Swedish pension AP2 doubles Asia-Pacific real estate allocation – Exclusive

The Swedish pension fund is open to pursuing co-investments and club deals as it increases its exposure in Asia-Pacific.

Andra AP-fonden (AP2), the SKr367.4 billion ($39.1 billion; €34.6 billion) Swedish pension fund, is doubling down its Asia-Pacific real estate exposure from 5 percent to 10 percent .

Helena Olin, head of real assets at AP2, told PERE that the investor had made a decision to double its regional allocation last year. The investor has already committed most of the additional capital, at present, but is yet to be fully deployed.

Over time, the pension fund will also look to do more co-investment partnerships or club deals.

“We think that is where a lot of the growth is going to be, so that is why we are there, and that is the long-term view,” Olin said, referring to investments in Asia-Pacific.

In 2018, SKr33.48 billion or 10 percent of AP2’s portfolio – worth SKr334.8 billion at the time – was invested real estate. Within this, five percent was committed in Asia, 30 percent in the US, 10 percent in Europe and the rest in Sweden.

The Swedish investor has so far had only one real estate manager partnership in Asia. According to its 2018 annual report, it has invested in three of Hong Kong-headquartered Gaw Capital Partners’ flagship opportunistic funds: the 2012-vintage, $1.03 billion Gateway Real Estate Fund IV; the 2015-vintage, $1.3 billion Gateway Real Estate Fund V; and the 2018-vintage, $2.2 billion Gateway Real Estate Fund VI.
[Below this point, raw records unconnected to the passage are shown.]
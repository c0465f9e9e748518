// SPDX-License-Identifier: PMPL-1.0-or-later
//! a11y-heuristics - lightweight accessibility checks for markup fragments
//!
//! Five pattern-based heuristics flag the most common accessibility slips in
//! HTML-like text without building a document tree. They work on partial
//! templates and malformed snippets alike and never fail on input.
//!
//! ## Checks
//!
//! - **Alt Text** (1.1.1): images carry an `alt` attribute
//! - **Form Labels** (3.3.2): identified inputs have a label
//! - **Heading Structure** (1.3.1): headings do not skip levels
//! - **Button Names** (4.1.2): buttons have text, `aria-label` or `title`
//! - **Link Text** (2.4.4): links have text, `aria-label` or `title`
//!
//! ```
//! use a11y_heuristics::checks;
//!
//! assert!(checks::has_alt_text(r#"<img src="a.jpg" alt="" />"#));
//! assert!(!checks::has_valid_heading_structure("<h1>A</h1><h3>B</h3>"));
//! ```

pub mod analyzers;
pub mod checks;
pub mod config;
pub mod error;
pub mod finding;
pub mod report;
pub mod scanner;

pub use error::{Error, Result};
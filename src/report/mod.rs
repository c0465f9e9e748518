// SPDX-License-Identifier: PMPL-1.0-or-later
//! Report generation for accessibility findings.
//!
//! Supports multiple output formats:
//! - Text: human-readable findings with WCAG criterion references
//! - JSON: the serialized [`FindingSet`]
//! - SARIF: Static Analysis Results Interchange Format 2.1.0 for IDE/CI

use crate::checks::Check;
use crate::error::Result;
use crate::finding::{Finding, FindingSet, Severity};
use serde::Serialize;
use std::collections::BTreeMap;

/// Output format for reports
#[derive(Debug, Clone, Copy, PartialEq, Eq)]
pub enum OutputFormat {
    Text,
    Json,
    Sarif,
}

impl std::fmt::Display for OutputFormat {
    fn fmt(&self, f: &mut std::fmt::Formatter<'_>) -> std::fmt::Result {
        match self {
            OutputFormat::Text => write!(f, "text"),
            OutputFormat::Json => write!(f, "json"),
            OutputFormat::Sarif => write!(f, "sarif"),
        }
    }
}

impl std::str::FromStr for OutputFormat {
    type Err = String;

    fn from_str(s: &str) -> std::result::Result<Self, Self::Err> {
        match s.to_lowercase().as_str() {
            "text" => Ok(OutputFormat::Text),
            "json" => Ok(OutputFormat::Json),
            "sarif" => Ok(OutputFormat::Sarif),
            other => Err(format!("Unknown output format: {}", other)),
        }
    }
}

/// Generate a report from findings
pub fn generate_report(findings: &FindingSet, format: OutputFormat) -> Result<String> {
    match format {
        OutputFormat::Text => Ok(generate_text_report(findings)),
        OutputFormat::Json => Ok(serde_json::to_string_pretty(findings)?),
        OutputFormat::Sarif => generate_sarif_report(findings),
    }
}

fn generate_text_report(findings: &FindingSet) -> String {
    let mut output = String::new();

    output.push_str("=== a11y-heuristics Report ===\n\n");
    output.push_str(&format!("Files scanned: {}\n", findings.files_scanned));

    if findings.is_empty() {
        output.push_str("No accessibility issues found. All checks passed.\n");
        return output;
    }

    let errors = findings.errors().len();
    let warnings = findings.warnings().len();

    output.push_str(&format!(
        "Found {} issue(s): {} error(s), {} warning(s)\n\n",
        findings.len(),
        errors,
        warnings
    ));

    for severity in [Severity::Error, Severity::Warning] {
        let sev_findings = findings.by_severity(severity);
        if sev_findings.is_empty() {
            continue;
        }

        output.push_str(&format!("--- {} ({}) ---\n", severity, sev_findings.len()));
        for finding in sev_findings {
            push_finding(&mut output, finding);
        }
    }

    output.push_str("Per check:\n");
    for check in Check::ALL {
        output.push_str(&format!("  {:<18} {}\n", check, findings.by_check(check).len()));
    }
    output.push('\n');

    if findings.blocks_release() {
        output.push_str("RESULT: RELEASE BLOCKED (errors found)\n");
    } else if warnings > 0 {
        output.push_str("RESULT: PASS WITH WARNINGS\n");
    } else {
        output.push_str("RESULT: PASS\n");
    }

    output
}

fn push_finding(output: &mut String, finding: &Finding) {
    output.push_str(&format!("[{}] {}\n", finding.rule_id, finding.message));

    if finding.file.is_some() {
        output.push_str(&format!("  Location: {}\n", finding.location_string()));
    }
    if let Some(ref element) = finding.element {
        output.push_str(&format!("  Element: {}\n", element));
    }
    if let (Some(criterion), Some(level)) = (&finding.wcag_criterion, finding.wcag_level) {
        output.push_str(&format!("  WCAG: {} (Level {})\n", criterion, level));
    }
    if let Some(ref suggestion) = finding.suggestion {
        output.push_str(&format!("  Fix: {}\n", suggestion));
    }
    if let Some(ref impact) = finding.impact {
        let groups = impact.affected_groups();
        if !groups.is_empty() {
            output.push_str(&format!("  Affects: {}\n", groups.join(", ")));
        }
    }

    output.push('\n');
}

#[derive(Debug, Serialize)]
struct SarifReport {
    #[serde(rename = "$schema")]
    schema: &'static str,
    version: &'static str,
    runs: Vec<SarifRun>,
}

#[derive(Debug, Serialize)]
struct SarifRun {
    tool: SarifTool,
    results: Vec<SarifResult>,
}

#[derive(Debug, Serialize)]
struct SarifTool {
    driver: SarifDriver,
}

#[derive(Debug, Serialize)]
#[serde(rename_all = "camelCase")]
struct SarifDriver {
    name: &'static str,
    version: &'static str,
    rules: Vec<SarifRule>,
}

#[derive(Debug, Serialize)]
#[serde(rename_all = "camelCase")]
struct SarifRule {
    id: String,
    name: String,
    short_description: SarifMessage,
    #[serde(skip_serializing_if = "Option::is_none")]
    help: Option<SarifMessage>,
}

#[derive(Debug, Serialize)]
#[serde(rename_all = "camelCase")]
struct SarifResult {
    rule_id: String,
    level: &'static str,
    message: SarifMessage,
    locations: Vec<SarifLocation>,
}

#[derive(Debug, Serialize)]
struct SarifMessage {
    text: String,
}

#[derive(Debug, Serialize)]
#[serde(rename_all = "camelCase")]
struct SarifLocation {
    physical_location: SarifPhysicalLocation,
}

#[derive(Debug, Serialize)]
#[serde(rename_all = "camelCase")]
struct SarifPhysicalLocation {
    artifact_location: SarifArtifactLocation,
    #[serde(skip_serializing_if = "Option::is_none")]
    region: Option<SarifRegion>,
}

#[derive(Debug, Serialize)]
struct SarifArtifactLocation {
    uri: String,
}

#[derive(Debug, Serialize)]
#[serde(rename_all = "camelCase")]
struct SarifRegion {
    start_line: usize,
}

fn generate_sarif_report(findings: &FindingSet) -> Result<String> {
    // One descriptor per rule id, in stable order
    let mut rules: BTreeMap<&str, SarifRule> = BTreeMap::new();
    for f in &findings.findings {
        rules.entry(f.rule_id.as_str()).or_insert_with(|| SarifRule {
            id: f.rule_id.clone(),
            name: f.rule_name.clone(),
            short_description: SarifMessage { text: f.rule_name.clone() },
            help: f.suggestion.as_ref().map(|s| SarifMessage { text: s.clone() }),
        });
    }

    let results = findings
        .findings
        .iter()
        .map(|f| {
            let locations = f
                .file
                .as_ref()
                .map(|file| SarifLocation {
                    physical_location: SarifPhysicalLocation {
                        artifact_location: SarifArtifactLocation {
                            uri: file.display().to_string(),
                        },
                        region: f.line.map(|l| SarifRegion { start_line: l }),
                    },
                })
                .into_iter()
                .collect();

            SarifResult {
                rule_id: f.rule_id.clone(),
                level: f.severity.sarif_level(),
                message: SarifMessage { text: f.message.clone() },
                locations,
            }
        })
        .collect();

    let report = SarifReport {
        schema: "https://json.schemastore.org/sarif-2.1.0.json",
        version: "2.1.0",
        runs: vec![SarifRun {
            tool: SarifTool {
                driver: SarifDriver {
                    name: env!("CARGO_PKG_NAME"),
                    version: env!("CARGO_PKG_VERSION"),
                    rules: rules.into_values().collect(),
                },
            },
            results,
        }],
    };

    Ok(serde_json::to_string_pretty(&report)?)
}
In 2018, AP2 also set up a co-investment side car with Gaw, alongside its investment in Gateway Real Estate Fund VI. So far, it has made three investments – in Hong Kong, mainland China and Japan – via this side car.

The 2018 annual report published by the pension fund stated: “The side investments provide opportunities for increased ownership in investments carried out in the Asian markets which are considered to be particularly interesting both from the return and diversification point of view.”

Olin said the investor had traditionally made opportunistic investments in Asia, which have generated returns in the mid-teens. She added that the firm would also explore opportunities in “more stabilised and long-term assets” in the region.

In terms of preferred sectors, Olin told PERE that the pension fund was trying to follow global investment trends. AP2 has made investments in co-working and logistics in Asia and is exploring investment opportunities in prop-tech, data centres and multi-family sectors in China.

“We invested in data centres through the funds and have discussed whether we should do more co-investments,” said Olin.

However, she pointed out that investments in real estate alternatives required more operational skills and a lot of trust in the management, and that this sometimes made them more like private equity transactions than property deals.

At the end of 2018, the Swedish government announced new investment rules for the AP funds. According to the annual report, the changes allowed the funds to invest more in different types of unlisted assets in order to “compensate for a lower expected return on certain listed assets”.

For AP2, its portfolio reported a negative return of -1.3 percent in 2018 due to the poor performance of equity assets globally. However, the report said the decline was “offset by a good return on, among other things, private equity investments, real estate and Chinese government bonds”. The pension fund’s overall return from real estate investments was 19.2 percent in 2018, and 14.7 percent including currency hedging.